Candidate Obama made a video in response to Caucus4Priorities [a liberal advocacy group]. "I will cut investments in unproven missile defense systems," Obama said. "I will not weaponize space. I will slow our development of future combat systems…"
To Democrats on the left side of the spectrum, "unproven missile defense systems" had a specific meaning. "Our position would have been that, at least at the time, any kind of missile defense system was unproven," Peggy Huppert, who was Iowa state director for Caucus4Priorities, told me. "We thought it should be discontinued, that it was not a fiscally responsible program -- ineffective, not proven, too expensive." Therefore, when Obama told Democrats that he would stop "unproven missile defense systems," he was saying he would stop all missile defense systems.
...
Now Obama is president and faces two problems for which missile defense is a possible solution. The first is North Korea's launch of a ballistic missile which might someday carry a nuclear warhead. The second is Iran's continuing effort to build a nuclear weapon. With that in the news, Obama pledged in the Czech Republic that, "as long as the threat from Iran persists," the U.S. "will go forward with a missile defense system that is cost-effective and proven."

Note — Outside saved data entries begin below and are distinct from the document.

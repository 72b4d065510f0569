use std::time::Duration;

use uuid::Uuid;

use tabula_engine::{
    EngineConfig, IngestRequest, IngestSource, TabulaEngine, TemplateOptions, ValidationMode,
};
use tabula_model::{BatchStatus, ProgressSnapshot};
use tabula_storage::Storage;
use tabula_xlsx::SheetWriter;

fn engine() -> (TabulaEngine, Storage) {
    let storage = Storage::open_in_memory().expect("open storage");
    (
        TabulaEngine::new(storage.clone(), EngineConfig::default()),
        storage,
    )
}

fn template_file() -> Vec<u8> {
    let mut writer = SheetWriter::new("Template");
    writer.set_text(0, 0, "Supplier");
    writer.set_text(0, 1, "Quantity");
    writer.finish().expect("template bytes")
}

fn data_file(prefix: &str, rows: u32) -> Vec<u8> {
    let mut writer = SheetWriter::new("Data");
    writer.set_text(0, 0, "Supplier");
    writer.set_text(0, 1, "Quantity");
    for i in 1..=rows {
        writer.set_text(i, 0, format!("{prefix}{i}"));
        writer.set_text(i, 1, i.to_string());
    }
    writer.finish().expect("data bytes")
}

fn import(engine: &TabulaEngine, org: Uuid) -> Uuid {
    engine
        .import_template(
            &template_file(),
            org,
            "Deliveries",
            TemplateOptions {
                header_rows: 1,
                ..TemplateOptions::default()
            },
        )
        .expect("import template")
}

fn request(template: Uuid, org: Uuid, principal: Uuid, replace: bool) -> IngestRequest {
    IngestRequest {
        template_id: template,
        organization_id: org,
        principal_id: principal,
        mode: ValidationMode::Off,
        replace_existing: replace,
        original_filename: None,
    }
}

async fn ingest_and_wait(
    engine: &TabulaEngine,
    bytes: Vec<u8>,
    request: IngestRequest,
) -> (Uuid, ProgressSnapshot) {
    let handle = engine
        .ingest(IngestSource::Bytes(bytes), request)
        .expect("ingest starts");
    for _ in 0..500 {
        let snapshot = engine.progress(handle.batch_id).expect("progress poll");
        if snapshot.status.is_terminal() {
            return (handle.batch_id, snapshot);
        }
        tokio::time::sleep(Duration::from_millis(10)).await;
    }
    panic!("batch {} never reached a terminal status", handle.batch_id);
}

#[tokio::test]
async fn reupload_replaces_the_principals_prior_data() {
    let (engine, storage) = engine();
    let org = Uuid::new_v4();
    let principal = Uuid::new_v4();
    let template = import(&engine, org);

    let (first, _) = ingest_and_wait(
        &engine,
        data_file("A", 5),
        request(template, org, principal, true),
    )
    .await;
    assert_eq!(
        storage
            .latest_records(org, principal, template)
            .expect("records")
            .len(),
        5
    );

    let (second, snapshot) = ingest_and_wait(
        &engine,
        data_file("B", 3),
        request(template, org, principal, true),
    )
    .await;
    assert_eq!(snapshot.status, BatchStatus::Success);

    let stored = storage
        .latest_records(org, principal, template)
        .expect("records");
    assert_eq!(stored.len(), 3);
    assert!(stored.iter().all(|(record, _)| record.batch_id == second));
    let suppliers: Vec<&str> = stored
        .iter()
        .map(|(_, values)| values[0].value.as_str())
        .collect();
    assert_eq!(suppliers, ["B1", "B2", "B3"]);

    let replacer = storage.get_batch(second).expect("second batch");
    assert_eq!(replacer.replaced_records, 5);
    assert!(!replacer.superseded);

    let replaced = storage.get_batch(first).expect("first batch");
    assert!(replaced.superseded);
    assert_eq!(replaced.status, BatchStatus::Success, "history keeps the outcome");
}

#[tokio::test]
async fn first_upload_replaces_nothing() {
    let (engine, storage) = engine();
    let org = Uuid::new_v4();
    let principal = Uuid::new_v4();
    let template = import(&engine, org);

    let (batch, _) = ingest_and_wait(
        &engine,
        data_file("A", 2),
        request(template, org, principal, true),
    )
    .await;
    assert_eq!(storage.get_batch(batch).expect("batch").replaced_records, 0);
}

#[tokio::test]
async fn append_mode_keeps_the_prior_batch() {
    let (engine, storage) = engine();
    let org = Uuid::new_v4();
    let principal = Uuid::new_v4();
    let template = import(&engine, org);

    let (first, _) = ingest_and_wait(
        &engine,
        data_file("A", 5),
        request(template, org, principal, false),
    )
    .await;
    let (second, _) = ingest_and_wait(
        &engine,
        data_file("C", 3),
        request(template, org, principal, false),
    )
    .await;

    let stored = storage
        .latest_records(org, principal, template)
        .expect("records");
    assert_eq!(stored.len(), 8);
    let from_first = stored.iter().filter(|(r, _)| r.batch_id == first).count();
    let from_second = stored.iter().filter(|(r, _)| r.batch_id == second).count();
    assert_eq!((from_first, from_second), (5, 3));

    let untouched = storage.get_batch(first).expect("first batch");
    assert!(!untouched.superseded);
    assert_eq!(storage.get_batch(second).expect("second").replaced_records, 0);
}

#[tokio::test]
async fn history_lists_newest_first() {
    let (engine, _) = engine();
    let org = Uuid::new_v4();
    let principal = Uuid::new_v4();
    let template = import(&engine, org);

    let (first, _) = ingest_and_wait(
        &engine,
        data_file("A", 2),
        request(template, org, principal, true),
    )
    .await;
    let (second, _) = ingest_and_wait(
        &engine,
        data_file("B", 2),
        request(template, org, principal, true),
    )
    .await;

    let history = engine.list_batches(org, principal).expect("history");
    let ids: Vec<Uuid> = history.iter().map(|b| b.id).collect();
    assert_eq!(ids, [second, first]);
    assert!(history.iter().all(|b| b.status == BatchStatus::Success));
    assert!(history[0].completed_at >= history[1].completed_at);
}

#[tokio::test]
async fn replacement_is_scoped_to_the_uploading_principal() {
    let (engine, storage) = engine();
    let org = Uuid::new_v4();
    let alice = Uuid::new_v4();
    let bob = Uuid::new_v4();
    let template = import(&engine, org);

    ingest_and_wait(
        &engine,
        data_file("A", 4),
        request(template, org, alice, true),
    )
    .await;
    let (bobs, _) = ingest_and_wait(&engine, data_file("B", 2), request(template, org, bob, true)).await;

    // Bob's replace touched only Bob's (empty) scope.
    assert_eq!(storage.get_batch(bobs).expect("batch").replaced_records, 0);
    assert_eq!(
        storage
            .latest_records(org, alice, template)
            .expect("alice records")
            .len(),
        4
    );
    assert_eq!(
        storage
            .latest_records(org, bob, template)
            .expect("bob records")
            .len(),
        2
    );
}
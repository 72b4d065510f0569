//! Scalar cell values as ingestion sees them.

use chrono::{Duration, NaiveDate, NaiveDateTime, NaiveTime, Timelike};

use tabula_model::normalize_decimal;

/// A single worksheet cell, decoded from the sheet XML.
///
/// Numeric cells keep the *textual* form from the file rather than an `f64`.
/// Spreadsheet numbers routinely carry identifiers longer than the 15-16
/// significant digits a double can hold, and ingestion stores text anyway,
/// so parsing to a float would silently corrupt them.
#[derive(Debug, Clone, PartialEq)]
pub enum CellScalar {
    Empty,
    Text(String),
    /// Raw decimal text exactly as serialized in `<v>`.
    Number(String),
    Bool(bool),
    Date(NaiveDateTime),
    /// Spreadsheet error literal, e.g. `#DIV/0!`.
    Error(String),
}

impl CellScalar {
    /// Whether this cell contributes nothing to a row.
    ///
    /// Whitespace-only text counts as blank; a zero or `false` does not.
    pub fn is_blank(&self) -> bool {
        match self {
            CellScalar::Empty => true,
            CellScalar::Text(s) => s.trim().is_empty(),
            _ => false,
        }
    }

    /// The canonical text stored for this cell during ingestion.
    ///
    /// Numbers are normalized to plain decimal notation (no exponent, no
    /// trailing fraction zeros); text that does not parse as a number is
    /// passed through untouched. Dates render as `YYYY-MM-DD`, gaining a
    /// ` HH:MM:SS` suffix only when the time of day is nonzero.
    pub fn render(&self) -> String {
        match self {
            CellScalar::Empty => String::new(),
            CellScalar::Text(s) => s.clone(),
            CellScalar::Number(raw) => {
                normalize_decimal(raw).unwrap_or_else(|| raw.clone())
            }
            CellScalar::Bool(b) => if *b { "true" } else { "false" }.to_string(),
            CellScalar::Date(dt) => {
                if dt.time() == NaiveTime::MIN {
                    dt.format("%Y-%m-%d").to_string()
                } else {
                    dt.format("%Y-%m-%d %H:%M:%S").to_string()
                }
            }
            CellScalar::Error(code) => code.clone(),
        }
    }
}

/// Converts an Excel serial date to a calendar timestamp.
///
/// Serial 1 is 1900-01-01 in the 1900 date system. Serials from 61 up are
/// shifted back one day to absorb Excel's phantom 1900-02-29 (serial 60,
/// which lands on Feb 28 here). The fractional part is the time of day,
/// rounded to whole seconds and carried into the next day when rounding
/// lands exactly on midnight.
pub fn date_from_serial(serial: f64) -> Option<NaiveDateTime> {
    if !serial.is_finite() || serial < 0.0 {
        return None;
    }
    let mut days = serial.trunc() as i64;
    let frac = serial - serial.trunc();
    let mut secs = (frac * 86_400.0).round() as i64;
    if secs >= 86_400 {
        days += 1;
        secs = 0;
    }
    if days >= 60 {
        days -= 1;
    }
    let epoch = NaiveDate::from_ymd_opt(1899, 12, 31)?;
    let date = epoch.checked_add_signed(Duration::days(days))?;
    let time = NaiveTime::from_num_seconds_from_midnight_opt(secs as u32, 0)?;
    Some(date.and_time(time))
}

/// True when a timestamp carries no time-of-day component.
pub fn is_midnight(dt: &NaiveDateTime) -> bool {
    dt.time().num_seconds_from_midnight() == 0
}
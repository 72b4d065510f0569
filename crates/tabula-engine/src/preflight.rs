//! Whole-file validation and the data-row reader it shares with the
//! ingestion pipeline.

use tabula_model::{FieldSchema, FileValidationReport};
use tabula_xlsx::TabularSheet;

use crate::error::Result;
use crate::policy::EffectivePolicy;

/// One data row rendered to text, one value per schema field in schema
/// order.
#[derive(Debug, Clone)]
pub struct SheetRow {
    /// 1-based position among the file's non-blank data rows.
    pub ordinal: u32,
    /// 1-based worksheet row, the number a user sees in Excel.
    pub sheet_row: u32,
    pub values: Vec<String>,
}

/// Render every non-blank data row of the sheet. Blank rows are passed
/// over without consuming an ordinal.
pub(crate) fn data_rows(sheet: &TabularSheet, schema: &FieldSchema) -> Result<Vec<SheetRow>> {
    let mut columns = Vec::with_capacity(schema.len());
    for field in &schema.fields {
        columns.push(field.column()?);
    }
    let Some(last_row) = sheet.last_row() else {
        return Ok(Vec::new());
    };

    let mut rows = Vec::new();
    let mut ordinal = 0u32;
    for row in schema.data_start_row..=last_row {
        if sheet.is_row_blank(row) {
            continue;
        }
        ordinal += 1;
        let values = columns
            .iter()
            .map(|&col| sheet.cell_text(row, col))
            .collect();
        rows.push(SheetRow {
            ordinal,
            sheet_row: row + 1,
            values,
        });
    }
    Ok(rows)
}

/// Judge every data row of the sheet against the bound policy without
/// touching storage.
pub(crate) fn validate_sheet(
    sheet: &TabularSheet,
    schema: &FieldSchema,
    policy: &EffectivePolicy,
) -> Result<FileValidationReport> {
    let mut report = FileValidationReport::new(policy.missing_columns().to_vec());
    for row in data_rows(sheet, schema)? {
        report.record(policy.validate_row(&row));
    }
    Ok(report)
}
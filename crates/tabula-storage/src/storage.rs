use std::path::Path;
use std::sync::{Arc, Mutex};
use std::time::Duration;

use chrono::{DateTime, Utc};
use rusqlite::{params, params_from_iter, Connection, OpenFlags, OptionalExtension};
use thiserror::Error;
use uuid::Uuid;

use tabula_model::{
    BatchStatus, CellRef, DataRecord, FieldType, FieldValue, MergedRange, RequiredFieldRule,
    RuleScope, SchemaField, UploadBatch,
};

use crate::schema;
use crate::types::{StyleCell, TemplateMeta};

/// Ids per `IN (...)` list when deleting replaced records.
const DELETE_CHUNK: usize = 500;

#[derive(Debug, Error)]
pub enum StorageError {
    #[error("sqlite error: {0}")]
    Sqlite(#[from] rusqlite::Error),
    #[error("template not found: {0}")]
    TemplateNotFound(Uuid),
    #[error("upload batch not found: {0}")]
    BatchNotFound(Uuid),
}

pub type Result<T> = std::result::Result<T, StorageError>;

#[derive(Debug, Clone)]
pub struct Storage {
    conn: Arc<Mutex<Connection>>,
}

In light of Obama's history on the subject, what was he saying? Why would he go out of his way to tell an audience in the Czech Republic that a missile defense system must be cost effective? And since he said that he will go forward, but only with a system that is "cost-effective and proven," was he saying that such a system exists today?
I posed the question to the White House, and a spokesman was as artful with words as his boss. "There is a provision in the defense authorization law for the last two years that establishes a process whereby such technology will be 'proven' technologically capable," he said. What the White House left unsaid is that the missile defense system to be installed in Europe has not been established to be "proven."
He seems to be procrastinating in his already-made decision to kill missile defense entirely, but who the hell knows with this guy.